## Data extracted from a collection
----------------------------------------

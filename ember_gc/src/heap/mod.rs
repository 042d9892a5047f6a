//! Heap memory management.
//!
//! Memory comes from the OS in `CHUNK_SIZE`-aligned chunks. Each chunk is
//! split into `ARENAS_PER_CHUNK` arenas, and each allocated arena holds
//! things of a single [`AllocKind`] belonging to a single compartment.
//!
//! Chunk and arena metadata live outside the chunk memory, so the whole
//! chunk is usable for things and a thing's address alone identifies its
//! chunk ([`ChunkId`]) and arena ([`ArenaId`]).
//!
//! Allocation walks free list → arena list → chunk → chunk pool → OS.

pub(crate) mod arena;
pub(crate) mod arena_lists;
pub(crate) mod chunk;
pub(crate) mod chunk_pool;
pub mod platform;

use std::collections::VecDeque;
use std::fmt;
use std::sync::Arc;
use std::sync::atomic::Ordering;

use rustc_hash::FxHashMap;

use crate::compartment::CompartmentId;
use crate::kind::AllocKind;
use crate::stats::GcStats;
use crate::trigger::HeapTrigger;

use arena::ArenaHeader;
use chunk::{AvailableList, Chunk, ChunkMemory};
use chunk_pool::ChunkPool;
use platform::PageAllocator;

// =============================================================================
// Geometry
// =============================================================================

/// log2 of [`CHUNK_SIZE`].
pub const CHUNK_SHIFT: usize = 20;
/// Size and alignment of an OS allocation.
pub const CHUNK_SIZE: usize = 1 << CHUNK_SHIFT;
/// Offset bits within a chunk.
pub const CHUNK_MASK: usize = CHUNK_SIZE - 1;

/// log2 of [`ARENA_SIZE`].
pub const ARENA_SHIFT: usize = 12;
/// Size and alignment of an arena.
pub const ARENA_SIZE: usize = 1 << ARENA_SHIFT;
/// Offset bits within an arena.
pub const ARENA_MASK: usize = ARENA_SIZE - 1;

/// Arenas in one chunk.
pub const ARENAS_PER_CHUNK: usize = CHUNK_SIZE / ARENA_SIZE;

/// Allocation granularity. Every thing size is a multiple of this.
pub const CELL_SIZE: usize = 8;

/// Chunk identity: its base address shifted down by [`CHUNK_SHIFT`].
#[derive(Clone, Copy, PartialEq, Eq, Hash, PartialOrd, Ord)]
pub(crate) struct ChunkId(usize);

impl ChunkId {
    #[inline]
    pub(crate) const fn containing(addr: usize) -> Self {
        Self(addr >> CHUNK_SHIFT)
    }

    #[inline]
    pub(crate) const fn base(self) -> usize {
        self.0 << CHUNK_SHIFT
    }
}

impl fmt::Debug for ChunkId {
    fn fmt(&self, f: &mut fmt::Formatter<'_>) -> fmt::Result {
        write!(f, "Chunk({:#x})", self.base())
    }
}

/// Arena identity: its base address.
#[derive(Clone, Copy, PartialEq, Eq, Hash, PartialOrd, Ord)]
pub(crate) struct ArenaId(usize);

impl ArenaId {
    #[inline]
    pub(crate) const fn containing(addr: usize) -> Self {
        Self(addr & !ARENA_MASK)
    }

    #[inline]
    pub(crate) const fn addr(self) -> usize {
        self.0
    }

    #[inline]
    pub(crate) const fn chunk(self) -> ChunkId {
        ChunkId::containing(self.0)
    }

    /// Index of the arena within its chunk.
    #[inline]
    pub(crate) const fn index(self) -> usize {
        (self.0 & CHUNK_MASK) >> ARENA_SHIFT
    }
}

impl fmt::Debug for ArenaId {
    fn fmt(&self, f: &mut fmt::Formatter<'_>) -> fmt::Result {
        write!(f, "Arena({:#x})", self.0)
    }
}

// =============================================================================
// GcHeap
// =============================================================================

/// Chunk-level allocator state. Protected by the GC lock.
pub(crate) struct GcHeap {
    pages: Arc<dyn PageAllocator>,
    /// Every chunk with at least one allocated arena, plus chunks on the
    /// available lists.
    chunks: FxHashMap<ChunkId, Chunk>,
    pub(crate) pool: ChunkPool,
    /// Chunks with free arenas, for system and user compartments.
    system_available: VecDeque<ChunkId>,
    user_available: VecDeque<ChunkId>,
    /// Runtime-wide byte accounting.
    pub(crate) trigger: HeapTrigger,
    /// Set when a chunk moves from the pool into use; cleared by each GC.
    pub(crate) chunk_allocation_since_last_gc: bool,
    stats: Arc<GcStats>,
}

impl GcHeap {
    pub(crate) fn new(pages: Arc<dyn PageAllocator>, trigger: HeapTrigger, stats: Arc<GcStats>) -> Self {
        Self {
            pages,
            chunks: FxHashMap::default(),
            pool: ChunkPool::new(),
            system_available: VecDeque::new(),
            user_available: VecDeque::new(),
            trigger,
            chunk_allocation_since_last_gc: false,
            stats,
        }
    }

    pub(crate) fn pages(&self) -> &Arc<dyn PageAllocator> {
        &self.pages
    }

    // =========================================================================
    // Lookups
    // =========================================================================

    /// Chunks in use, excluding the pool.
    #[inline]
    pub(crate) fn chunk_count(&self) -> usize {
        self.chunks.len()
    }

    #[inline]
    pub(crate) fn chunk(&self, id: ChunkId) -> Option<&Chunk> {
        self.chunks.get(&id)
    }

    #[inline]
    pub(crate) fn chunk_mut(&mut self, id: ChunkId) -> Option<&mut Chunk> {
        self.chunks.get_mut(&id)
    }

    #[inline]
    pub(crate) fn header(&self, arena: ArenaId) -> Option<&ArenaHeader> {
        self.chunks.get(&arena.chunk())?.header(arena.index())
    }

    #[inline]
    pub(crate) fn header_mut(&mut self, arena: ArenaId) -> Option<&mut ArenaHeader> {
        self.chunks.get_mut(&arena.chunk())?.header_mut(arena.index())
    }

    #[inline]
    pub(crate) fn memory(&self, id: ChunkId) -> Option<&Arc<ChunkMemory>> {
        self.chunks.get(&id).map(|chunk| &chunk.memory)
    }

    /// Committed free arenas in use chunks and in the pool.
    pub(crate) fn num_arenas_free_committed(&self) -> usize {
        self.chunks
            .values()
            .map(Chunk::num_arenas_free_committed)
            .sum::<usize>()
            + self.pool.committed_arenas()
    }

    pub(crate) fn clear_marks(&mut self) {
        for chunk in self.chunks.values_mut() {
            for header in chunk.headers_mut() {
                header.clear_marks();
            }
        }
    }

    // =========================================================================
    // Available lists
    // =========================================================================

    fn available_list_mut(&mut self, list: AvailableList) -> &mut VecDeque<ChunkId> {
        match list {
            AvailableList::System => &mut self.system_available,
            AvailableList::User => &mut self.user_available,
        }
    }

    pub(crate) fn available_list(&self, list: AvailableList) -> &VecDeque<ChunkId> {
        match list {
            AvailableList::System => &self.system_available,
            AvailableList::User => &self.user_available,
        }
    }

    /// Put `id` on `list`, at `position` or at the head.
    pub(crate) fn add_to_available(&mut self, id: ChunkId, list: AvailableList, position: Option<usize>) {
        let Some(chunk) = self.chunks.get_mut(&id) else {
            return;
        };
        debug_assert!(chunk.available.is_none());
        debug_assert!(chunk.has_available_arenas());
        chunk.available = Some(list);
        let available = self.available_list_mut(list);
        match position {
            Some(at) if at <= available.len() => available.insert(at, id),
            _ => available.push_front(id),
        }
    }

    /// Take `id` off its available list. Returns the position it had.
    pub(crate) fn remove_from_available(&mut self, id: ChunkId) -> Option<usize> {
        let list = self.chunks.get_mut(&id)?.available.take()?;
        let available = self.available_list_mut(list);
        let position = available.iter().position(|&c| c == id)?;
        available.remove(position);
        Some(position)
    }

    // =========================================================================
    // Arena allocation
    // =========================================================================

    /// Chunk at the head of the available list, taking one from the pool
    /// or the OS if the list is empty.
    ///
    /// The flag is set when the pool should be refilled in the background.
    pub(crate) fn pick_chunk(&mut self, is_system: bool, can_background_allocate: bool) -> Option<(ChunkId, bool)> {
        let list = if is_system {
            AvailableList::System
        } else {
            AvailableList::User
        };
        if let Some(&id) = self.available_list(list).front() {
            return Some((id, false));
        }

        let chunk = match self.pool.take() {
            Some(chunk) => chunk,
            None => {
                let memory = ChunkMemory::map(Arc::clone(&self.pages))?;
                self.stats.chunks_created.fetch_add(1, Ordering::Relaxed);
                tracing::trace!(chunk = ?memory.id(), "mapped chunk");
                Chunk::new(memory)
            }
        };
        let want_background = self.want_background_allocation(can_background_allocate);

        self.chunk_allocation_since_last_gc = true;
        let id = chunk.id();
        debug_assert!(!self.chunks.contains_key(&id));
        self.chunks.insert(id, chunk);
        self.add_to_available(id, list, None);
        Some((id, want_background))
    }

    /// Whether the helper thread should refill the pool.
    pub(crate) fn want_background_allocation(&self, can_background_allocate: bool) -> bool {
        can_background_allocate
            && self.pool.is_empty()
            && self.chunks.len() >= BACKGROUND_ALLOCATION_MIN_CHUNKS
    }

    /// Carve an arena out of `id` for `(compartment, kind)`.
    pub(crate) fn allocate_arena(
        &mut self,
        id: ChunkId,
        compartment: CompartmentId,
        kind: AllocKind,
    ) -> Option<ArenaId> {
        let chunk = self.chunks.get_mut(&id)?;
        debug_assert!(chunk.has_available_arenas());
        let index = if chunk.num_arenas_free_committed() > 0 {
            Some(chunk.fetch_next_free_arena())
        } else {
            chunk.fetch_next_decommitted_arena()
        }?;
        let arena = chunk.arena_id(index);
        chunk.install_header(index, Box::new(ArenaHeader::new(arena, compartment, kind)));
        let exhausted = !chunk.has_available_arenas();
        if exhausted {
            self.remove_from_available(id);
        }
        self.trigger.gc_bytes += ARENA_SIZE;
        self.stats.arenas_allocated.fetch_add(1, Ordering::Relaxed);
        tracing::trace!(?arena, ?compartment, ?kind, "allocated arena");
        Some(arena)
    }

    /// Return an arena to its chunk. A chunk left without any allocated
    /// arena moves to the pool.
    pub(crate) fn release_arena(&mut self, arena: ArenaId, list: AvailableList) {
        let id = arena.chunk();
        let Some(chunk) = self.chunks.get_mut(&id) else {
            panic!("releasing {arena:?} from an unknown chunk");
        };
        chunk.add_arena_to_free_list(arena.index());
        debug_assert!(self.trigger.gc_bytes >= ARENA_SIZE);
        self.trigger.gc_bytes -= ARENA_SIZE;
        self.stats.arenas_released.fetch_add(1, Ordering::Relaxed);

        if chunk.num_arenas_free() == 1 {
            self.add_to_available(id, list, None);
        } else if chunk.unused() {
            self.remove_from_available(id);
            if let Some(chunk) = self.chunks.remove(&id) {
                tracing::trace!(chunk = ?id, "chunk returned to pool");
                self.pool.put(chunk);
            }
        }
    }

    // =========================================================================
    // Pool maintenance
    // =========================================================================

    /// Age the pool; return chunks to unmap once the lock is dropped.
    pub(crate) fn expire_pool(&mut self, max_age: u32, release_all: bool) -> Vec<Chunk> {
        let expired = self.pool.expire(max_age, release_all);
        if !expired.is_empty() {
            self.stats
                .chunks_destroyed
                .fetch_add(expired.len() as u64, Ordering::Relaxed);
            tracing::trace!(count = expired.len(), release_all, "expired pooled chunks");
        }
        expired
    }

    /// Accept a chunk mapped by the helper thread.
    pub(crate) fn put_background_chunk(&mut self, memory: ChunkMemory) {
        self.stats.chunks_created.fetch_add(1, Ordering::Relaxed);
        self.stats
            .background_chunks_allocated
            .fetch_add(1, Ordering::Relaxed);
        self.pool.put(Chunk::new(memory));
    }

    /// Drop every chunk, pooled or in use. Returns them for unmapping.
    pub(crate) fn take_all_chunks(&mut self) -> Vec<Chunk> {
        self.system_available.clear();
        self.user_available.clear();
        let mut all: Vec<Chunk> = self.chunks.drain().map(|(_, chunk)| chunk).collect();
        all.extend(self.pool.drain());
        self.stats
            .chunks_destroyed
            .fetch_add(all.len() as u64, Ordering::Relaxed);
        all
    }

    /// Per-chunk accounting holds for every chunk.
    pub(crate) fn check_accounting(&self) -> bool {
        self.chunks.values().all(Chunk::check_accounting)
            && self
                .chunks
                .values()
                .all(|chunk| chunk.available.is_some() == chunk.has_available_arenas())
    }
}

/// Background allocation only pays off once the heap spans a few chunks.
const BACKGROUND_ALLOCATION_MIN_CHUNKS: usize = 4;

impl fmt::Debug for GcHeap {
    fn fmt(&self, f: &mut fmt::Formatter<'_>) -> fmt::Result {
        f.debug_struct("GcHeap")
            .field("chunks", &self.chunks.len())
            .field("pooled", &self.pool.len())
            .field("gc_bytes", &self.trigger.gc_bytes)
            .field("gc_trigger_bytes", &self.trigger.gc_trigger_bytes)
            .finish()
    }
}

----------------------------------------

## Problem
Show the lines of the entries that include the string "field", copying each in full.

## Response to the exercise
            .field("chunks", &self.chunks.len())
            .field("pooled", &self.pool.len())
            .field("gc_bytes", &self.trigger.gc_bytes)
            .field("gc_trigger_bytes", &self.trigger.gc_trigger_bytes)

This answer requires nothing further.